The Chandra X-ray Observatory accumulated X-ray counts from Jupiter for its entire 10-hour rotation on December 18, 2000. Note that X-rays from the entire globe of Jupiter are detected.
Clouds
"NASA’s Juno spacecraft took this color-enhanced image at 10:23 p.m. PDT on May 23, 2018 (1:23 a.m. EDT on May 24), as the spacecraft performed its 13th close flyby of Jupiter. At the time, Juno was about 9,600 miles (15,500 kilometers) from the planet's cloud tops, above a northern latitude of 56 degrees."[1]
"The region seen here is somewhat chaotic and turbulent, given the various swirling cloud formations. In general, the darker cloud material is deeper in Jupiter’s atmosphere, while bright cloud material is high. The bright clouds are most likely ammonia or ammonia and water, mixed with a sprinkling of unknown chemical ingredients."[1]
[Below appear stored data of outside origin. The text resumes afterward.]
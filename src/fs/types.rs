use serde::Serialize;
use tokio::io::{AsyncRead, AsyncWrite};

/// Boxed byte source handed out by a [`crate::fs::FileSystem`]
pub type BoxedReader = Box<dyn AsyncRead + Send + Unpin>;

/// Boxed byte sink handed out by a [`crate::fs::FileSystem`]
pub type BoxedWriter = Box<dyn AsyncWrite + Send + Unpin>;

/// One object as reported by a store listing.
#[derive(Debug, Clone, PartialEq, Eq, Serialize)]
pub struct ObjectEntry {
    /// Full key, without a leading separator
    pub key: String,
    /// Identity value exactly as the store reported it (may be quoted)
    pub etag: Option<String>,
    pub size: u64,
}

impl ObjectEntry {
    /// Keys ending in `/` are directory markers, not content
    pub fn is_dir_marker(&self) -> bool {
        self.key.ends_with('/')
    }

    pub fn format_size(&self) -> String {
        humansize::format_size(self.size, humansize::BINARY)
    }
}

/// One page of a paginated listing
#[derive(Debug, Clone, Default)]
pub struct ListPage {
    pub entries: Vec<ObjectEntry>,
    /// Token to pass to the next `list` call
    pub next_token: Option<String>,
    /// More pages follow
    pub is_truncated: bool,
}

impl ListPage {
    /// A page with nothing after it
    pub fn last(entries: Vec<ObjectEntry>) -> Self {
        Self {
            entries,
            next_token: None,
            is_truncated: false,
        }
    }
}
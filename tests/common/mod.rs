//! Shared test doubles

#![allow(dead_code)]

use std::io;
use std::path::{Path, PathBuf};
use std::pin::Pin;
use std::sync::atomic::{AtomicUsize, Ordering};
use std::sync::Arc;
use std::task::{Context, Poll};

use async_trait::async_trait;
use bucketsync::fs::{BoxedReader, BoxedWriter, FileSystem, LocalFs};
use bucketsync::sync::ExcludeDirs;
use bucketsync::Result;
use tempfile::TempDir;
use tokio::io::{AsyncRead, ReadBuf};

/// Local file system that counts opened readers and can fail the n-th open.
#[derive(Default)]
pub struct CountingFs {
    inner: LocalFs,
    opens: AtomicUsize,
    fail_on_open: Option<usize>,
    live: Arc<AtomicUsize>,
}

impl CountingFs {
    /// Fail the `n`-th call to `open_read` (1-based)
    pub fn failing_open(n: usize) -> Self {
        Self {
            fail_on_open: Some(n),
            ..Default::default()
        }
    }

    pub fn opens(&self) -> usize {
        self.opens.load(Ordering::SeqCst)
    }

    /// Readers opened and not yet dropped
    pub fn live_readers(&self) -> usize {
        self.live.load(Ordering::SeqCst)
    }
}

struct TrackedReader {
    inner: BoxedReader,
    live: Arc<AtomicUsize>,
}

impl AsyncRead for TrackedReader {
    fn poll_read(
        mut self: Pin<&mut Self>,
        cx: &mut Context<'_>,
        buf: &mut ReadBuf<'_>,
    ) -> Poll<io::Result<()>> {
        Pin::new(&mut self.inner).poll_read(cx, buf)
    }
}

impl Drop for TrackedReader {
    fn drop(&mut self) {
        self.live.fetch_sub(1, Ordering::SeqCst);
    }
}

#[async_trait]
impl FileSystem for CountingFs {
    async fn walk_files(&self, root: &Path, exclude: &ExcludeDirs) -> Result<Vec<PathBuf>> {
        self.inner.walk_files(root, exclude).await
    }

    async fn open_read(&self, path: &Path) -> io::Result<BoxedReader> {
        let n = self.opens.fetch_add(1, Ordering::SeqCst) + 1;
        if self.fail_on_open == Some(n) {
            return Err(io::Error::new(io::ErrorKind::PermissionDenied, "injected open failure"));
        }
        let inner = self.inner.open_read(path).await?;
        self.live.fetch_add(1, Ordering::SeqCst);
        Ok(Box::new(TrackedReader {
            inner,
            live: Arc::clone(&self.live),
        }))
    }

    async fn create_write(&self, path: &Path) -> io::Result<BoxedWriter> {
        self.inner.create_write(path).await
    }

    async fn create_dir_all(&self, path: &Path) -> io::Result<()> {
        self.inner.create_dir_all(path).await
    }

    async fn is_dir(&self, path: &Path) -> bool {
        self.inner.is_dir(path).await
    }
}

/// Temporary directory holding `files` as `(relative path, content)`
pub fn local_tree(files: &[(&str, &str)]) -> TempDir {
    let dir = TempDir::new().unwrap();
    for (path, content) in files {
        let full = dir.path().join(path);
        if let Some(parent) = full.parent() {
            std::fs::create_dir_all(parent).unwrap();
        }
        std::fs::write(full, content).unwrap();
    }
    dir
}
"A bright oval at bottom center stands out in the scene. This feature appears uniformly white in ground-based telescope observations. However, with JunoCam we can observe the fine-scale structure within this weather system, including additional structures within it. There is not significant motion apparent in the interior of this feature; like the Great Red Spot, its winds probably slows down greatly toward the center."[1]
References
- ↑ 1.0 1.1 1.2 Gerald Eichstädt Seán Doran (22 June 2018). Chaotic Clouds of Jupiter. Washington, DC USA: NASA. https://solarsystem.nasa.gov/resources/902/chaotic-clouds-of-jupiter/?category=planets_jupiter. Retrieved 29 June 2018.
Europa
The image is a composite of two views of Europa. The left view shows the approximate natural color appearance of Europa. The view on the right is a false-color composite version combining violet, green and infrared images to enhance color differences in the predominantly water-ice crust of Europa. Dark brown areas represent rocky material derived from the interior, implanted by impact, or from a combination of interior and exterior sources. Bright plains in the polar areas (top and bottom) are shown in tones of blue to distinguish possibly coarse-grained ice (dark blue) from fine-grained ice (light blue). Long, dark lines are fractures in the crust, some of which are more than 3,000 kilometers (1,850 miles) long. The bright feature containing a central dark spot in the lower third of the image is a young impact crater some 50 kilometers (31 miles) in diameter. This crater has been provisionally named "Pwyll" for the Celtic god of the underworld. This image was taken on September 7, 1996, at a range of 677,000 kilometers (417,900 miles) by the solid state imaging television camera onboard the Galileo spacecraft during its second orbit around Jupiter.
Jupiter systems
"A definite color gradient is observed [in the small inner satellites of Jupiter], with the satellites closer to Jupiter being redder: the mean violet/green ratio (0.42/0.56 μm) decreases from Thebe to Metis. This ratio also is lower for the trailing sides of Thebe and Amalthea than for their leading sides."[1]
References
- ↑ P.C. Thomas, J.A. Burns, L. Rossier, D. Simonelli, J. Veverka, C.R. Chapman, K. Klaasen, T.V. Johnson, M.J.S. Belton, Galileo Solid State Imaging Team (September 1998). "The Small Inner Satellites of Jupiter". Icarus 135 (1): 360-71. doi:10.1006/icar.1998.5976. http://www.sciencedirect.com/science/article/pii/S0019103598959760. Retrieved 2012-06-01.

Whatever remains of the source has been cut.